The requirements to pass health checks configured this way are outlined in field Target of the HealthCheck data type documentation:
Specifies the instance being checked. The protocol is either TCP,
HTTP, HTTPS, or SSL. The range of valid ports is one (1) through
65535.
Note
TCP is the default, specified as a TCP: port pair, for example
"TCP:5000". In this case a healthcheck simply attempts to open a TCP
connection to the instance on the specified port. Failure to connect
within the configured timeout is considered unhealthy.
SSL is also specified as SSL: port pair, for example, SSL:5000.
For HTTP or HTTPS protocol, the situation is different. You have to
include a ping path in the string. HTTP is specified as a
HTTP:port;/;PathToPing; grouping, for example
"HTTP:80/weather/us/wa/seattle". In this case, a HTTP GET request is
issued to the instance on the given port and path. Any answer other
than "200 OK" within the timeout period is considered unhealthy.
The total length of the HTTP ping target needs to be 1024 16-bit
Unicode characters or less.
[emphasis mine]
With automatic you are presumably referring to the health check described in paragraph Cause within Why is the health check URL different from the URL displayed in API and Console?:
In addition to the health check you configure for your load balancer,
a second health check is performed by the service to protect against
potential side-effects caused by instances being terminated without
being deregistered. To perform this check, the load balancer opens a
TCP connection on the same port that the health check is configured to
use, and then closes the connection after the health check is
completed. [emphasis mine]
The paragraph Solution clarifies the payload being zero here, i.e. it is similar to the non HTTP/HTTPS method described for the configurable health check above:
This extra health check does not affect the performance of your
application because it is not sending any data to your back-end
instances. You cannot disable or turn off this health check.
Summary / Solution
Assuming your RESTful API Server, with built-in HTTP parser is supposed to serve HTTP only indeed, you will need to handle two health checks:
The first one you configured yourself as a HTTP:port;/;PathToPing - you'll receive a HTTP GET request and must answer with 200 OK within the specified timeout period to be considered healthy.

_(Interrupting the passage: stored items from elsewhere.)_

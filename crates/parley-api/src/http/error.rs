//! Application error type mapping to HTTP status codes and envelope format.

use axum::http::StatusCode;
use axum::response::{IntoResponse, Response};
use parley_types::error::{AuthError, ChatError, RepositoryError};

use crate::http::response::ApiResponse;

/// Application-level error that maps to HTTP responses.
#[derive(Debug)]
pub enum AppError {
    /// Credential rejected before a WebSocket upgrade.
    Auth(AuthError),
    Validation(String),
    NotFound(String),
    /// The resource is in a state that forbids the request.
    Conflict(String),
    Store(RepositoryError),
    Internal(String),
}

impl From<AuthError> for AppError {
    fn from(e: AuthError) -> Self {
        AppError::Auth(e)
    }
}

impl From<RepositoryError> for AppError {
    fn from(e: RepositoryError) -> Self {
        AppError::Store(e)
    }
}

impl From<ChatError> for AppError {
    fn from(e: ChatError) -> Self {
        match e {
            ChatError::Authentication(e) => AppError::Auth(e),
            ChatError::Validation(msg) => AppError::Validation(msg),
            ChatError::Store(e) => AppError::Store(e),
            other => AppError::Internal(other.to_string()),
        }
    }
}

impl AppError {
    fn parts(&self) -> (StatusCode, &'static str, String) {
        match self {
            AppError::Auth(e) => (StatusCode::UNAUTHORIZED, "UNAUTHORIZED", e.to_string()),
            AppError::Validation(msg) => (StatusCode::BAD_REQUEST, "VALIDATION_ERROR", msg.clone()),
            AppError::NotFound(msg) => (StatusCode::NOT_FOUND, "NOT_FOUND", msg.clone()),
            AppError::Conflict(msg) => (StatusCode::CONFLICT, "CONFLICT", msg.clone()),
            AppError::Store(RepositoryError::NotFound) => {
                (StatusCode::NOT_FOUND, "NOT_FOUND", "Not found".to_string())
            }
            AppError::Store(e) if e.is_transient() => {
                (StatusCode::SERVICE_UNAVAILABLE, "STORE_UNAVAILABLE", e.to_string())
            }
            AppError::Store(e) => (StatusCode::INTERNAL_SERVER_ERROR, "STORE_ERROR", e.to_string()),
            AppError::Internal(msg) => {
                (StatusCode::INTERNAL_SERVER_ERROR, "INTERNAL_ERROR", msg.clone())
            }
        }
    }
}

impl IntoResponse for AppError {
    fn into_response(self) -> Response {
        let (status, code, message) = self.parts();
        if status.is_server_error() {
            tracing::error!(code, error = %message, "Request failed");
        }
        (status, ApiResponse::error(code, message)).into_response()
    }
}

The second one configured automatically by the service - it will open a TCP connection on the HTTP port configured above, won't send any data, and then closes the connection after the health check is completed.
In conclusion it seems that your server might be behaving perfectly fine already and you are just irritated by the 2nd health check's behavior - does ELB actually consider your server to be unhealthy?
As far as I know it's just an HTTP GET request looking for a 200 OK http response.